13-07-2026
Entretien avec l'économiste David Cayla, nouveau membre du Conseil d'administration de l'Union rationaliste
Introduction
Monsieur David Cayla, économiste, auteur de Déclin et chute du néolibéralisme¹ et d’un article dans Raison Présente intitulé Comment décarboner le secteur énergétique ?², vient d’accepter de rejoindre le Conseil d’administration de l’Union Rationaliste. Nous l’avons interrogé sur le sens de son engagement et sa perception d’une association bientôt centenaire, qui peine à mobiliser de nouveaux adhérents, notamment parmi les plus jeunes.
La science comme engagement
Marc Thierry : Quel sens donnez-vous à votre engagement dans l’Union Rationaliste, si attachée à la défense de la science ?
David Cayla : Merci surtout à l’Union Rationaliste de m’accepter au sein de son Conseil d’administration. En tant qu’universitaire, je suis profondément attaché à la science et à l’esprit scientifique. La science ne cherche pas le « vrai » : elle cherche à comprendre le monde. Et cette compréhension est un processus sans fin. Aucun savoir n’est absolu. La force de la science réside dans sa capacité à produire un consensus, toujours discutable, jamais dogmatique.
Science et défiance
M. T. : Les sciences, notamment celles de l’environnement, sont très attaquées. Que pouvons-nous faire de plus ?
D. C. : La crise Covid a révélé des dynamiques populistes contestant les faits et la démarche scientifique. On retrouve les mêmes mécanismes sur le climat. Il faut rappeler les faits, expliquer sans cesse la démarche scientifique, via des communiqués, des vidéos, des interventions sur les réseaux sociaux. La défiance envers la science s’inscrit dans une défiance plus large envers les institutions, liée à une forme d’impuissance démocratique.
Priorités pour l’Union Rationaliste
M. T. : Quelles devraient être nos priorités ?
D. C. : Rester fidèle à nos valeurs. Les institutions qui se réforment sans cesse nourrissent la défiance. La force d’une institution, c’est la permanence et la clarté de ses principes.
Communication et réseaux sociaux
M. T. : Les réseaux sociaux doivent-ils être davantage utilisés ?
D. C. : Oui, mais cela demande un savoir-faire particulier. Les réseaux sociaux favorisent le débat et la confrontation d’idées. Une communication institutionnelle est souvent trop verticale et désincarnée. Il faut définir des lignes claires pour concilier subjectivité et rigueur. C’est une tâche chronophage, mais nécessaire.

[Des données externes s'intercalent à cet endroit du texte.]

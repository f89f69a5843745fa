//! Text and list outputs for the host UI: status panel, body inspector and
//! the body selector grouping.

use serde::Serialize;

use crate::api::types::{Body, BodyId, BodyKind, Snapshot};
use crate::core::units::{surface_gravity, AU, DAYS_PER_YEAR, EARTH_MASS, EARTH_RADIUS, SECONDS_PER_DAY};
use crate::renderer::camera::Camera2D;

pub const NO_SELECTION: &str = "Click a planet, moon or star…";
pub const NO_DATA: &str = "No data (body not present in snapshot).";

fn fmt_time(seconds: f64) -> String {
    let days = seconds / SECONDS_PER_DAY;
    let years = days / DAYS_PER_YEAR;
    format!("{seconds:.1} s  (~{days:.2} d, ~{years:.3} y)")
}

/// Scientific notation with an explicit exponent sign: `5.972e+24`.
fn fmt_sci(value: f64) -> String {
    let text = format!("{value:.3e}");
    match text.split_once('e') {
        Some((mantissa, exp)) if !exp.starts_with('-') => format!("{mantissa}e+{exp}"),
        _ => text,
    }
}

fn fmt_au(meters: f64) -> String {
    format!("{:.4} AU", meters / AU)
}

fn fmt_km(meters: f64) -> String {
    format!("{:.0} km", meters / 1000.0)
}

/// Multi-line status panel text.
pub fn status_text(snapshot: &Snapshot, camera: &Camera2D) -> String {
    let follow = match camera.follow_id() {
        Some(id) => format!("follow={id}"),
        None => "follow=(free)".to_owned(),
    };
    format!(
        "seed: {}\ntime: {}\npaused={}  timeScale={}  {}\nzoom={:.3}\nbodies: {}",
        snapshot.seed_label(),
        fmt_time(snapshot.time_seconds),
        snapshot.paused,
        snapshot.time_scale,
        follow,
        camera.zoom,
        snapshot.bodies.len(),
    )
}

/// Multi-line description of the selected body, or a placeholder.
pub fn inspector_text(snapshot: &Snapshot, selected: Option<&BodyId>) -> String {
    let Some(id) = selected else {
        return NO_SELECTION.to_owned();
    };
    let Some(body) = snapshot.body(id) else {
        return NO_DATA.to_owned();
    };
    let parent = snapshot.parent_of(body);

    let mut lines = Vec::with_capacity(12);
    lines.push(format!("{}  [{}]", body.name, body.kind.as_str()));
    if let Some(parent) = parent {
        lines.push(format!("parent: {}", parent.name));
    }
    lines.push(String::new());
    lines.push(format!(
        "mass: {} kg  ({:.3} M⊕)",
        fmt_sci(body.mass),
        body.mass / EARTH_MASS
    ));
    lines.push(format!(
        "radius: {}  ({:.3} R⊕)",
        fmt_km(body.radius),
        body.radius / EARTH_RADIUS
    ));
    lines.push(format!(
        "g(surface): {:.2} m/s²",
        surface_gravity(body.mass, body.radius)
    ));
    if let Some(d) = parent.and_then(|p| distance_between(body, p)) {
        lines.push(format!("distance to parent: {}  ({})", fmt_au(d), fmt_km(d)));
    }
    lines.push(String::new());
    lines.push("orbit:".to_owned());
    match &body.orbit {
        Some(orbit) => {
            let period = body
                .period_seconds
                .filter(|p| *p > 0.0)
                .map(|p| format!("{:.2} d", p / SECONDS_PER_DAY))
                .unwrap_or_else(|| "—".to_owned());
            lines.push(format!("a: {}", fmt_au(orbit.semi_major_axis)));
            lines.push(format!("e: {:.3}", orbit.eccentricity));
            lines.push(format!("i: {:.2}°", orbit.inclination.to_degrees()));
            lines.push(format!("period: {period}"));
        }
        None => lines.push("—".to_owned()),
    }
    lines.join("\n")
}

fn distance_between(a: &Body, b: &Body) -> Option<f64> {
    Some(a.position?.distance(b.position?))
}

/// One selector entry: id plus display name.
#[derive(Debug, Clone, PartialEq, Serialize)]
pub struct BodyEntry {
    pub id: BodyId,
    pub name: String,
}

/// Bodies grouped by kind for the host's selection control.
#[derive(Debug, Clone, Default, PartialEq, Serialize)]
pub struct BodyGroups {
    pub stars: Vec<BodyEntry>,
    pub planets: Vec<BodyEntry>,
    pub moons: Vec<BodyEntry>,
    /// Entry the control should show as chosen; `None` is the empty choice.
    pub selected: Option<BodyId>,
}

impl BodyGroups {
    /// Regroup `snapshot`. The control's `current` choice is kept if that
    /// body still exists; otherwise it falls back to `selected`.
    pub fn build(snapshot: &Snapshot, current: Option<&BodyId>, selected: Option<&BodyId>) -> Self {
        let mut groups = Self::default();
        for body in &snapshot.bodies {
            let entry = BodyEntry {
                id: body.id.clone(),
                name: body.name.clone(),
            };
            match body.kind {
                BodyKind::Star => groups.stars.push(entry),
                BodyKind::Planet => groups.planets.push(entry),
                BodyKind::Moon => groups.moons.push(entry),
            }
        }
        groups.selected = current
            .filter(|id| groups.contains(id))
            .or(selected)
            .cloned();
        groups
    }

    pub fn contains(&self, id: &BodyId) -> bool {
        self.stars
            .iter()
            .chain(&self.planets)
            .chain(&self.moons)
            .any(|e| &e.id == id)
    }

    pub fn len(&self) -> usize {
        self.stars.len() + self.planets.len() + self.moons.len()
    }

    pub fn is_empty(&self) -> bool {
        self.len() == 0
    }

    pub fn to_json(&self) -> Result<String, serde_json::Error> {
        serde_json::to_string(self)
    }
}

Le nom « Union Rationaliste »
M. T. : Le mot « rationaliste » est-il encore adapté ?
D. C. : Le rationalisme n’est pas une valeur du passé. Il englobe et dépasse la science. La raison est une manière d’organiser la société. Changer le nom pourrait donner l’impression d’un renoncement à nos valeurs.
Élargir notre audience
M. T. : Comment élargir notre audience ?
D. C. : En affirmant que les sciences sociales sont aussi des sciences. Le consensus y est plus difficile, mais la démarche doit rester rationnelle. L’Union Rationaliste pourrait s’impliquer davantage dans les débats sociaux et politiques, en mettant en avant la démarche scientifique.
Conclusion
M. T. : Merci pour cet échange. Nous espérons publier un article de présentation de vos travaux dans le numéro spécial des Cahiers Rationalistes n°700 en février 2026.
¹ Déclin et chute du néolibéralisme, Éditions De Boeck Supérieur, 2022.
² Comment décarboner le secteur énergétique ?, Raison Présente, 2024/2, n°230, p. 57-67. Voir aussi Cahiers Rationalistes n°693 (nov.-déc. 2024), entretien avec Michèle Leduc.